Con le classi della scuola primaria, invece, il percorso si è sviluppato anche sul piano relazionale e narrativo. Oltre agli esercizi di espressione corporea e vocale, le bambine e i bambini hanno lavorato sulla costruzione di personaggi e di piccole scene. È stato molto interessante osservare come, incontro dopo incontro, crescessero non solo la loro sicurezza, ma anche l’ascolto reciproco e la capacità di collaborare. Per questo ho proposto loro di inventare il proprio personaggio con le proprie scene. Sono rimasta piacevolmente sorpresa perché il risultato finale è stato emozionante.
Uno degli aspetti più importanti di questa esperienza è stato vedere bambine e bambini molto diversi tra loro trovare il proprio spazio: chi più timido ha iniziato gradualmente ad aprirsi, e chi più esuberante ha imparato ad ascoltare e a stare nel gruppo. Il teatro si è rivelato ancora una volta uno strumento educativo potente, capace di valorizzare ogni individualità. Questa esperienza all’Istituto Gianelli mi ha confermato quanto sia importante portare il teatro nei contesti educativi: non solo come attività artistica, ma come occasione di crescita personale, relazione e scoperta di sé.

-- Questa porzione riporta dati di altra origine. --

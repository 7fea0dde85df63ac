use erp_account_core::AccountConfig;
use napi::Result as NapiResult;
use napi_derive::napi;

/// Convert any Display error into a napi::Error.
fn to_napi_error(e: impl std::fmt::Display) -> napi::Error {
    napi::Error::from_reason(e.to_string())
}

/// Defaults apply when no configuration JSON is passed.
fn read_config(config_json: Option<String>) -> NapiResult<AccountConfig> {
    match config_json {
        Some(json) => serde_json::from_str(&json).map_err(to_napi_error),
        None => Ok(AccountConfig::default()),
    }
}

// ---------------------------------------------------------------------------
// Payments
// ---------------------------------------------------------------------------

#[napi]
pub fn allocate_payment(input_json: String, config_json: Option<String>) -> NapiResult<String> {
    let input: erp_account_core::payment::request::AllocationInput =
        serde_json::from_str(&input_json).map_err(to_napi_error)?;
    let config = read_config(config_json)?;
    let output = erp_account_core::payment::request::run_allocation(&input, &config)
        .map_err(to_napi_error)?;
    serde_json::to_string(&output).map_err(to_napi_error)
}

#[napi]
pub fn compute_payment_amount(
    input_json: String,
    config_json: Option<String>,
) -> NapiResult<String> {
    let input: erp_account_core::payment::request::PaymentAmountInput =
        serde_json::from_str(&input_json).map_err(to_napi_error)?;
    let config = read_config(config_json)?;
    let output = erp_account_core::payment::request::run_payment_amount(&input, &config)
        .map_err(to_napi_error)?;
    serde_json::to_string(&output).map_err(to_napi_error)
}

// ---------------------------------------------------------------------------
// Fixed assets
// ---------------------------------------------------------------------------

#[napi]
pub fn generate_depreciation(
    input_json: String,
    config_json: Option<String>,
) -> NapiResult<String> {
    let input: erp_account_core::fixed_asset::request::DepreciationInput =
        serde_json::from_str(&input_json).map_err(to_napi_error)?;
    let config = read_config(config_json)?;
    let output = erp_account_core::fixed_asset::request::run_depreciation(&input, &config)
        .map_err(to_napi_error)?;
    serde_json::to_string(&output).map_err(to_napi_error)
}

#[napi]
pub fn dispose_fixed_asset(input_json: String, config_json: Option<String>) -> NapiResult<String> {
    let input: erp_account_core::fixed_asset::request::DisposalInput =
        serde_json::from_str(&input_json).map_err(to_napi_error)?;
    let config = read_config(config_json)?;
    let output = erp_account_core::fixed_asset::request::run_disposal(&input, &config)
        .map_err(to_napi_error)?;
    serde_json::to_string(&output).map_err(to_napi_error)
}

Ogni laboratorio lascia qualcosa, ma sono le bambine e i bambini, con la loro verità e il loro entusiasmo, a lasciare ogni volta qualcosa a me. Grazie ai genitori che hanno aderito, a tutti i cari colleghe e colleghi che mi hanno affiancata, e soprattutto alla preside Benedetta Bondesan, che mi ha dato fiducia e che dimostra in ogni momento l’amore per l’arte, per il suo lavoro e ripone una preziosa attenzione alla formazione dei suoi allievi.